* **Work to complete**: Determine how many lines in the entries below contain the word "query". The reply is that number alone.

[Collected data]
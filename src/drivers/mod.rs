//! Provider drivers: one per wire protocol.
//!
//! Each driver turns a [`GenerationRequest`] into its backend's HTTP request,
//! reads the reply back into raw text and hands that text to the normalizer.
//! The dispatcher holds them as `Arc<dyn ProviderDriver>` keyed by [`Route`].

pub mod gemini;
pub mod openai;
pub mod relay;

use async_trait::async_trait;
use serde_json::Value;
use std::fmt;

use crate::normalize::normalize;
use crate::transport::{HttpReply, HttpTransport};
use crate::types::{GenerationRequest, GenerationResult, ProviderSelection, Route};
use crate::{Error, Result};

pub use gemini::GeminiDriver;
pub use openai::{CompatEndpoints, OpenAiCompatDriver};
pub use relay::RelayDriver;

/// Sampling temperature used by every generation request.
pub const TEMPERATURE: f64 = 0.7;

/// Provider-specific HTTP request, ready to send.
#[derive(Clone)]
pub struct DriverRequest {
    pub url: String,
    /// Sent as `Authorization: Bearer`.
    pub bearer: Option<String>,
    /// URL query parameters (the native provider carries its key here).
    pub query: Vec<(String, String)>,
    pub body: Value,
}

impl fmt::Debug for DriverRequest {
    fn fmt(&self, f: &mut fmt::Formatter<'_>) -> fmt::Result {
        f.debug_struct("DriverRequest")
            .field("url", &self.url)
            .field("bearer", &self.bearer.as_ref().map(|_| "<redacted>"))
            .field(
                "query",
                &self.query.iter().map(|(k, _)| k.as_str()).collect::<Vec<_>>(),
            )
            .field("body", &self.body)
            .finish()
    }
}

impl DriverRequest {
    pub fn post(url: impl Into<String>, body: Value) -> Self {
        Self {
            url: url.into(),
            bearer: None,
            query: Vec::new(),
            body,
        }
    }

    pub fn bearer(mut self, token: impl Into<String>) -> Self {
        self.bearer = Some(token.into());
        self
    }

    pub fn query(mut self, key: impl Into<String>, value: impl Into<String>) -> Self {
        self.query.push((key.into(), value.into()));
        self
    }

    pub(crate) async fn send(&self, transport: &HttpTransport) -> Result<HttpReply> {
        let query: Vec<(&str, &str)> = self
            .query
            .iter()
            .map(|(k, v)| (k.as_str(), v.as_str()))
            .collect();
        transport
            .post_json(&self.url, self.bearer.as_deref(), &query, &self.body)
            .await
    }
}

/// Core trait for provider-specific adaptation.
///
/// `build_request` and `extract_text` are pure so they can be tested without
/// a network; `generate` ties them together with a single HTTP attempt.
#[async_trait]
pub trait ProviderDriver: Send + Sync + fmt::Debug {
    /// Route this driver serves.
    fn route(&self) -> Route;

    fn transport(&self) -> &HttpTransport;

    /// Build the wire request. Fails with `CredentialMissing` before any I/O.
    fn build_request(
        &self,
        request: &GenerationRequest,
        selection: &ProviderSelection,
    ) -> Result<DriverRequest>;

    /// Pull the generated text out of a reply, or reject it.
    fn extract_text(&self, reply: &HttpReply) -> Result<String>;

    /// Hook for drivers that explain network failures to the user.
    fn map_transport_error(&self, _url: &str, err: Error) -> Error {
        err
    }

    async fn generate(
        &self,
        request: &GenerationRequest,
        selection: &ProviderSelection,
    ) -> Result<GenerationResult> {
        let wire = self.build_request(request, selection)?;
        let reply = wire
            .send(self.transport())
            .await
            .map_err(|e| match e {
                Error::Transport(_) => self.map_transport_error(&wire.url, e),
                other => other,
            })?;
        let text = self.extract_text(&reply)?;
        Ok(normalize(&text))
    }

    /// Liveness check. Errors are turned into `false` by the prober.
    async fn probe(&self, selection: &ProviderSelection) -> Result<bool>;
}

/// Rejection carrying the upstream `error.message`, else `fallback`.
pub(crate) fn rejection(provider: &str, reply: &HttpReply, fallback: String) -> Error {
    let message = reply.error_message().unwrap_or(fallback);
    tracing::warn!(provider, status = reply.status, %message, "provider rejected request");
    Error::rejected(provider, Some(reply.status), message)
}

/// Char-boundary safe truncation for echoing upstream bodies.
pub(crate) fn truncate(text: &str, max_chars: usize) -> String {
    let mut chars = text.chars();
    let head: String = chars.by_ref().take(max_chars).collect();
    if chars.next().is_some() {
        format!("{}...", head)
    } else {
        head
    }
}
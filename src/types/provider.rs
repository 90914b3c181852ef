//! Provider identities and dispatch routes.

use serde::{Deserialize, Serialize};
use std::fmt;
use std::str::FromStr;

use crate::{Error, ErrorContext};

/// One backend identity.
///
/// `Gemini` is the native structured-output backend; the others share the
/// OpenAI chat-completions wire format.
#[derive(Debug, Clone, Copy, PartialEq, Eq, Hash, Serialize, Deserialize)]
#[serde(rename_all = "lowercase")]
pub enum ProviderId {
    Gemini,
    #[serde(rename = "openai")]
    OpenAi,
    Groq,
    #[serde(rename = "openrouter")]
    OpenRouter,
}

impl ProviderId {
    pub const ALL: [ProviderId; 4] = [
        ProviderId::Gemini,
        ProviderId::OpenAi,
        ProviderId::Groq,
        ProviderId::OpenRouter,
    ];

    /// The OpenAI-compatible family.
    pub const COMPAT: [ProviderId; 3] =
        [ProviderId::OpenAi, ProviderId::Groq, ProviderId::OpenRouter];

    pub fn id(&self) -> &'static str {
        match self {
            ProviderId::Gemini => "gemini",
            ProviderId::OpenAi => "openai",
            ProviderId::Groq => "groq",
            ProviderId::OpenRouter => "openrouter",
        }
    }

    pub fn is_native(&self) -> bool {
        matches!(self, ProviderId::Gemini)
    }
}

impl fmt::Display for ProviderId {
    fn fmt(&self, f: &mut fmt::Formatter<'_>) -> fmt::Result {
        f.write_str(self.id())
    }
}

impl FromStr for ProviderId {
    type Err = Error;

    fn from_str(s: &str) -> Result<Self, Self::Err> {
        match s.trim().to_ascii_lowercase().as_str() {
            "gemini" => Ok(ProviderId::Gemini),
            "openai" => Ok(ProviderId::OpenAi),
            "groq" => Ok(ProviderId::Groq),
            "openrouter" => Ok(ProviderId::OpenRouter),
            other => Err(Error::configuration_with_context(
                format!("unknown provider '{}'", other),
                ErrorContext::new()
                    .with_field_path("provider")
                    .with_details("expected one of: gemini, openai, groq, openrouter"),
            )),
        }
    }
}

/// Which driver a call goes through.
///
/// The relay is a route of the native provider, not a provider of its own.
#[derive(Debug, Clone, Copy, PartialEq, Eq, Hash)]
pub enum Route {
    Native,
    Compat(ProviderId),
    Relay,
}

impl fmt::Display for Route {
    fn fmt(&self, f: &mut fmt::Formatter<'_>) -> fmt::Result {
        match self {
            Route::Native => f.write_str("native"),
            Route::Compat(p) => write!(f, "compat:{}", p),
            Route::Relay => f.write_str("relay"),
        }
    }
}
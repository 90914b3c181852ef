//! Relay driver: forwards one combined prompt to a user-operated endpoint.
//!
//! The relay holds the real upstream key itself. This side only sends a fixed
//! bearer token that the relay's own access policy understands. The reply
//! shape is not fixed, so the text is looked up through an ordered list of
//! candidate fields.

use async_trait::async_trait;
use serde_json::{json, Value};
use std::sync::Arc;
use url::Url;

use crate::transport::{HttpReply, HttpTransport, TransportError};
use crate::types::{GenerationRequest, ProviderSelection, Route};
use crate::{Error, Result};

use super::{truncate, DriverRequest, ProviderDriver};

/// Token sent when the dispatcher is not given one.
pub const DEFAULT_RELAY_TOKEN: &str = "prompt-forge-relay";

/// Where to find the generated text in a relay reply, highest priority first.
pub const TEXT_POINTERS: [&str; 5] = [
    "/candidates/0/content/parts/0/text",
    "/candidates/0/text",
    "/text",
    "/response",
    "/output",
];

const PROVIDER: &str = "relay";
const BODY_ECHO_CHARS: usize = 200;
const CORS_HINT: &str = "the relay may be offline, or its CORS headers may be misconfigured \
     (it must allow this origin and the Content-Type and Authorization headers)";

/// Trim and drop everything from the first `?`.
pub fn sanitize_url(raw: &str) -> String {
    let trimmed = raw.trim();
    match trimmed.find('?') {
        Some(idx) => trimmed[..idx].to_string(),
        None => trimmed.to_string(),
    }
}

/// The relay takes one string, so instruction and input travel together.
pub fn combine_prompt(request: &GenerationRequest) -> String {
    format!(
        "[SYSTEM INSTRUCTION]\n{}\n\n[USER INPUT]\n{}\n\nIMPORTANT: Respond ONLY with a valid JSON array of strings. No markdown formatting.",
        request.system_instruction, request.user_prompt
    )
}

/// First non-blank string found at [`TEXT_POINTERS`].
pub fn extract_relay_text(body: &Value) -> Option<&str> {
    TEXT_POINTERS.iter().find_map(|pointer| {
        body.pointer(pointer)
            .and_then(|v| v.as_str())
            .filter(|s| !s.trim().is_empty())
    })
}

#[derive(Debug)]
pub struct RelayDriver {
    transport: Arc<HttpTransport>,
    token: String,
}

impl RelayDriver {
    pub fn new(transport: Arc<HttpTransport>) -> Self {
        Self {
            transport,
            token: DEFAULT_RELAY_TOKEN.to_string(),
        }
    }

    pub fn with_token(mut self, token: impl Into<String>) -> Self {
        self.token = token.into();
        self
    }

    fn target(selection: &ProviderSelection) -> Result<String> {
        let raw = selection.relay_url().ok_or_else(|| {
            Error::Transport(TransportError::Unreachable {
                url: String::new(),
                hint: "no relay URL configured".into(),
            })
        })?;
        let url = sanitize_url(raw);
        Url::parse(&url).map_err(|e| {
            Error::Transport(TransportError::Unreachable {
                url: url.clone(),
                hint: format!("relay URL is not a valid absolute URL ({})", e),
            })
        })?;
        Ok(url)
    }

    fn wire(&self, url: String, prompt: &str) -> DriverRequest {
        DriverRequest::post(url, json!({ "prompt": prompt })).bearer(self.token.clone())
    }
}

#[async_trait]
impl ProviderDriver for RelayDriver {
    fn route(&self) -> Route {
        Route::Relay
    }

    fn transport(&self) -> &HttpTransport {
        &self.transport
    }

    fn build_request(
        &self,
        request: &GenerationRequest,
        selection: &ProviderSelection,
    ) -> Result<DriverRequest> {
        let url = Self::target(selection)?;
        Ok(self.wire(url, &combine_prompt(request)))
    }

    fn extract_text(&self, reply: &HttpReply) -> Result<String> {
        if !reply.is_success() {
            let message = format!(
                "Relay error: HTTP {}: {}",
                reply.status,
                truncate(reply.body.trim(), BODY_ECHO_CHARS)
            );
            tracing::warn!(status = reply.status, "relay rejected request");
            return Err(Error::rejected(PROVIDER, Some(reply.status), message));
        }

        reply
            .json()
            .as_ref()
            .and_then(extract_relay_text)
            .map(String::from)
            .ok_or_else(|| {
                Error::rejected(
                    PROVIDER,
                    Some(reply.status),
                    "relay returned no extractable content",
                )
            })
    }

    fn map_transport_error(&self, url: &str, err: Error) -> Error {
        match err {
            Error::Transport(TransportError::Http(e)) => {
                Error::Transport(TransportError::Unreachable {
                    url: url.to_string(),
                    hint: format!("{} ({})", CORS_HINT, e),
                })
            }
            other => other,
        }
    }

    async fn probe(&self, selection: &ProviderSelection) -> Result<bool> {
        let url = Self::target(selection)?;
        let reply = self.wire(url, "ping").send(&self.transport).await?;
        Ok(reply.is_success())
    }
}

* **Answer to the problem**: 10